True, though if it was as simple as that there would only be one tide a day, whereas most places (due to orbital physics I profess no grasp of) experience 'semi-diurnal tides' which is why peak lows or highs are typically only 12hrs separated. Highs occur as the moon transits above, but also on the opposite side of the Earth at the same time. Add to that the effect of the Sun's gravitational force (Springs and Neaps...) and bathymetry and it's no wonder it's all gets somewhat variable even before local geography, wind and air pressure are factored in. I've a nasty feeling the dreaded 'Coriolis effect' may even stick it's beak in here somewhere (SteveB...?!!!).

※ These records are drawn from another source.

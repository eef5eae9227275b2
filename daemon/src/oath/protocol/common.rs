//! Parsing helpers shared by both brand implementations: the wire format is
//! identical, only which commands/status-words are used differs.

use crate::constants::{
    TAG_ALGORITHM, TAG_CHALLENGE, TAG_HOTP, TAG_NAME, TAG_NAME_LIST, TAG_PROPERTY,
    TAG_SERIAL_NUMBER, TAG_TOUCH, TAG_TRUNCATED_RESPONSE, TAG_VERSION,
};
use crate::oath::apdu::{find_tlv, format_code, parse_truncated_response, Tlv};
use crate::oath::error::ApduError;
use crate::oath::model::{FirmwareVersion, OathAlgorithm};
use crate::oath::protocol::{CalculatedCode, CredentialEntry, SelectInfo};

pub fn parse_select(tlvs: &[Tlv]) -> Result<SelectInfo, ApduError> {
    let name = find_tlv(tlvs, TAG_NAME).ok_or(ApduError::TagNotFound { tag: TAG_NAME })?;
    let firmware = find_tlv(tlvs, TAG_VERSION)
        .filter(|t| t.value.len() == 3)
        .map(|t| FirmwareVersion::new(t.value[0], t.value[1], t.value[2]))
        .unwrap_or(FirmwareVersion::UNKNOWN);
    let challenge = find_tlv(tlvs, TAG_CHALLENGE).map(|t| t.value.clone());
    let serial_from_select = find_tlv(tlvs, TAG_SERIAL_NUMBER)
        .filter(|t| t.value.len() == 4)
        .map(|t| u32::from_be_bytes([t.value[0], t.value[1], t.value[2], t.value[3]]));

    Ok(SelectInfo {
        device_id_bytes: name.value.clone(),
        requires_password: challenge.is_some(),
        challenge,
        firmware,
        serial_from_select,
    })
}

pub fn parse_calculate(tlvs: &[Tlv]) -> Result<CalculatedCode, ApduError> {
    let truncated = find_tlv(tlvs, TAG_TRUNCATED_RESPONSE)
        .or_else(|| find_tlv(tlvs, TAG_HOTP))
        .ok_or(ApduError::TagNotFound { tag: TAG_TRUNCATED_RESPONSE })?;
    let (digits, value) = parse_truncated_response(&truncated.value).ok_or(ApduError::Malformed)?;
    let code = format_code(digits, value).ok_or(ApduError::Malformed)?;
    Ok(CalculatedCode { digits, code })
}

/// Decodes the `name` TLV's one-byte algorithm/type prefix: high nibble is
/// `HOTP(0x10)`/`TOTP(0x20)`, low nibble selects the HMAC algorithm.
fn decode_name_prefix(byte: u8) -> (bool, OathAlgorithm) {
    let is_totp = (byte & 0xF0) == 0x20;
    let algorithm = OathAlgorithm::from_low_nibble(byte & 0x0F).unwrap_or(OathAlgorithm::Sha1);
    (is_totp, algorithm)
}

/// Parses a `NAME_LIST` response (standard LIST): each entry is
/// `{0x72, len, [name_type_byte, name_bytes...]}` with no touch/code
/// information.
pub fn parse_name_list(tlvs: &[Tlv]) -> Vec<CredentialEntry> {
    tlvs.iter()
        .filter(|t| t.tag == TAG_NAME_LIST)
        .filter_map(|t| {
            let (&prefix, rest) = t.value.split_first()?;
            let (is_totp, algorithm) = decode_name_prefix(prefix);
            let name = String::from_utf8_lossy(rest).to_string();
            Some(CredentialEntry { name, algorithm, is_totp, digits: 6, requires_touch: false, code: None })
        })
        .collect()
}

/// Parses a Nitrokey LIST-v1 response: each entry is still `{0x72, len,
/// algoByte, name_bytes..., propertiesByte}` (`NAME_LIST`, not `NAME`) with
/// one extra trailing byte compared to standard LIST, whose bit 0 is
/// `touchRequired`. No codes are returned; only `generateCode` produces one.
pub fn parse_name_list_v1(tlvs: &[Tlv]) -> Vec<CredentialEntry> {
    tlvs.iter()
        .filter(|t| t.tag == TAG_NAME_LIST)
        .filter_map(|t| {
            let (&prefix, rest) = t.value.split_first()?;
            let (&properties, name_bytes) = rest.split_last()?;
            let (is_totp, algorithm) = decode_name_prefix(prefix);
            let requires_touch = properties & 0x01 != 0;
            let name = String::from_utf8_lossy(name_bytes).to_string();
            Some(CredentialEntry { name, algorithm, is_totp, digits: 6, requires_touch, code: None })
        })
        .collect()
}

/// Parses a CALCULATE_ALL response: repeated `{NAME, ALGORITHM?, PROPERTY?,
/// TRUNCATED_RESPONSE | HOTP | TOUCH}` groups. NAME carries the raw,
/// unprefixed credential name — `isTotp` comes from which response tag
/// follows it (`TRUNCATED_RESPONSE`/`TOUCH` => TOTP, `HOTP` => HOTP), never
/// from a byte inside NAME itself.
pub fn parse_calculate_all_entries(buf: &[u8]) -> Vec<CredentialEntry> {
    let mut entries = Vec::new();
    let groups = crate::oath::apdu::parse_tlv(buf);
    let mut i = 0;
    while i < groups.len() {
        let Some(name_tlv) = groups.get(i).filter(|t| t.tag == TAG_NAME) else {
            i += 1;
            continue;
        };
        let name = String::from_utf8_lossy(&name_tlv.value).to_string();

        let mut is_totp = true;
        let mut algorithm = OathAlgorithm::Sha1;
        let mut digits = 6u8;
        let mut requires_touch = false;
        let mut code = None;
        let mut j = i + 1;
        while j < groups.len() && groups[j].tag != TAG_NAME {
            let entry = &groups[j];
            match entry.tag {
                TAG_ALGORITHM => {
                    if let Some(&b) = entry.value.first() {
                        algorithm = OathAlgorithm::from_low_nibble(b & 0x0F).unwrap_or(algorithm);
                    }
                }
                TAG_PROPERTY => {
                    requires_touch = entry.value.first().map(|b| b & 0x01 != 0).unwrap_or(false);
                }
                TAG_TOUCH => {
                    requires_touch = true;
                    is_totp = true;
                }
                TAG_TRUNCATED_RESPONSE => {
                    is_totp = true;
                    if let Some((d, v)) = parse_truncated_response(&entry.value) {
                        digits = d;
                        code = format_code(d, v);
                    }
                }
                TAG_HOTP => {
                    is_totp = false;
                    if let Some((d, v)) = parse_truncated_response(&entry.value) {
                        digits = d;
                        code = format_code(d, v);
                    }
                }
                _ => {}
            }
            j += 1;
        }

        entries.push(CredentialEntry { name, algorithm, is_totp, digits, requires_touch, code });
        i = j;
    }
    entries
}
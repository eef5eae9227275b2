//! Centralized tracing configuration for the OATH device daemon
//!
//! Layered `tracing-subscriber` setup: a debug-level file layer and an
//! info-level stderr layer, both governed by one `EnvFilter`.

mod formatter;
pub mod redaction;

use directories::ProjectDirs;
use once_cell::sync::OnceCell;
use std::fs;
use std::io;
use std::path::PathBuf;
use tracing::Level;
use tracing_subscriber::filter::EnvFilter;
use tracing_subscriber::fmt;
use tracing_subscriber::fmt::writer::MakeWriterExt;
use tracing_subscriber::layer::SubscriberExt;
use tracing_subscriber::util::SubscriberInitExt;

use crate::tracing_setup::formatter::LineFormatter;

static INIT: OnceCell<()> = OnceCell::new();

// Build-time information embedded in the binary
pub const VERSION: &str = env!("CARGO_PKG_VERSION");
pub const GIT_HASH: &str = env!("BUILD_GIT_HASH");
pub const GIT_BRANCH: &str = env!("BUILD_GIT_BRANCH");
pub const BUILD_TIMESTAMP: &str = env!("BUILD_TIMESTAMP");
pub const RUSTC_VERSION: &str = env!("BUILD_RUSTC_VERSION");

/// Get the platform-specific log directory
fn get_log_dir() -> Result<PathBuf, io::Error> {
    let proj_dirs = ProjectDirs::from("org", "oath-daemon", "oath-daemon").ok_or_else(|| {
        io::Error::new(
            io::ErrorKind::NotFound,
            "Could not determine project directories",
        )
    })?;

    let log_dir = proj_dirs.data_dir().join("logs");

    // Create directory if it doesn't exist
    if !log_dir.exists() {
        fs::create_dir_all(&log_dir)?;
    }

    Ok(log_dir)
}

/// Initialize the tracing subscriber with our custom configuration
///
/// This should be called once at application startup, typically in main()
pub fn init() -> Result<(), Box<dyn std::error::Error>> {
    INIT.get_or_try_init(|| -> Result<(), Box<dyn std::error::Error>> {
        let log_dir = get_log_dir()?;
        let log_file_path = log_dir.join("oath-daemon.log");

        // Create a file appender
        let file = fs::OpenOptions::new()
            .create(true)
            .append(true)
            .open(&log_file_path)?;

        // Create our custom formatter
        let custom_formatter = LineFormatter::new();

        // Create the file layer with our custom formatter
        let file_layer = fmt::layer()
            .event_format(custom_formatter.clone())
            .with_writer(file.with_max_level(Level::DEBUG))
            .with_ansi(false); // No ANSI colors in file

        // Create stderr layer for development (with colors)
        let stderr_layer = fmt::layer()
            .event_format(custom_formatter)
            .with_writer(io::stderr.with_max_level(Level::INFO))
            .with_ansi(true); // ANSI colors for terminal

        // Set up the subscriber with both layers
        tracing_subscriber::registry()
            .with(EnvFilter::try_from_default_env().unwrap_or_else(|_| {
                // Default filter: info for our crate, warn for dependencies
                EnvFilter::new("oath_daemon_lib=info,warn")
            }))
            .with(file_layer)
            .with(stderr_layer)
            .try_init()?;

        // Log startup information with better formatting
        let separator = "=".repeat(72);

        // Determine version string based on build type
        let version_info = if GIT_HASH.contains("dirty") || GIT_HASH == "unknown" {
            format!("v{VERSION} (dev: {GIT_HASH})")
        } else if cfg!(debug_assertions) {
            format!("v{}-dev ({})", VERSION, &GIT_HASH[..8.min(GIT_HASH.len())])
        } else {
            format!("v{VERSION}") // Clean production version
        };

        // Get OS and architecture
        let os_info = format!("{} {}", std::env::consts::OS, std::env::consts::ARCH);

        tracing::info!(
            version = VERSION,
            git_commit = GIT_HASH,
            git_branch = GIT_BRANCH,
            build_timestamp = BUILD_TIMESTAMP,
            rustc_version = RUSTC_VERSION,
            log_file = %log_file_path.display(),
            "Application startup"
        );

        // Print formatted header to stderr only (not in log file)
        // These are allowed here as they're for startup display only
        #[allow(clippy::disallowed_macros, clippy::print_stderr)]
        {
            eprintln!("\n{separator}");
            eprintln!("OATH Daemon {version_info}");
            eprintln!("Built: {BUILD_TIMESTAMP}");
            eprintln!("Branch: {GIT_BRANCH}");
            eprintln!(
                "Rust: {}",
                RUSTC_VERSION.split(' ').nth(1).unwrap_or(RUSTC_VERSION)
            );
            eprintln!("OS: {os_info}");
            eprintln!("Log: {}", log_file_path.display());
            eprintln!("{separator}\n");
        }

        Ok(())
    })?;

    Ok(())
}

/// Initialize tracing for tests (outputs to stderr only)
#[cfg(test)]
pub fn init_test() {
    let _ = tracing_subscriber::fmt()
        .with_env_filter(EnvFilter::new("debug"))
        .with_test_writer()
        .try_init();
}

// Re-export commonly used tracing macros for convenience
pub use tracing::{debug, error, info, instrument, span, trace, warn};
pub use tracing::{debug_span, error_span, event, info_span, trace_span, warn_span};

Not in response to Mike's post, but...
The alignment or otherwise of the Moon and Sun's forces don't result in much change in water height in open expanses of deep ocean; it is how this small variation in water level expresses itself when interracting in the shallow/constricted areas where paddlers are most likely to be found (i.e. near the coast!) that it all gets significant in terms of flow and height.
Err, that's probably a muddled puddle, reading it back; if so the mod's can delete with gay abandon and I'll not be offended :-)
Bards (not 'Buzz'...!!!)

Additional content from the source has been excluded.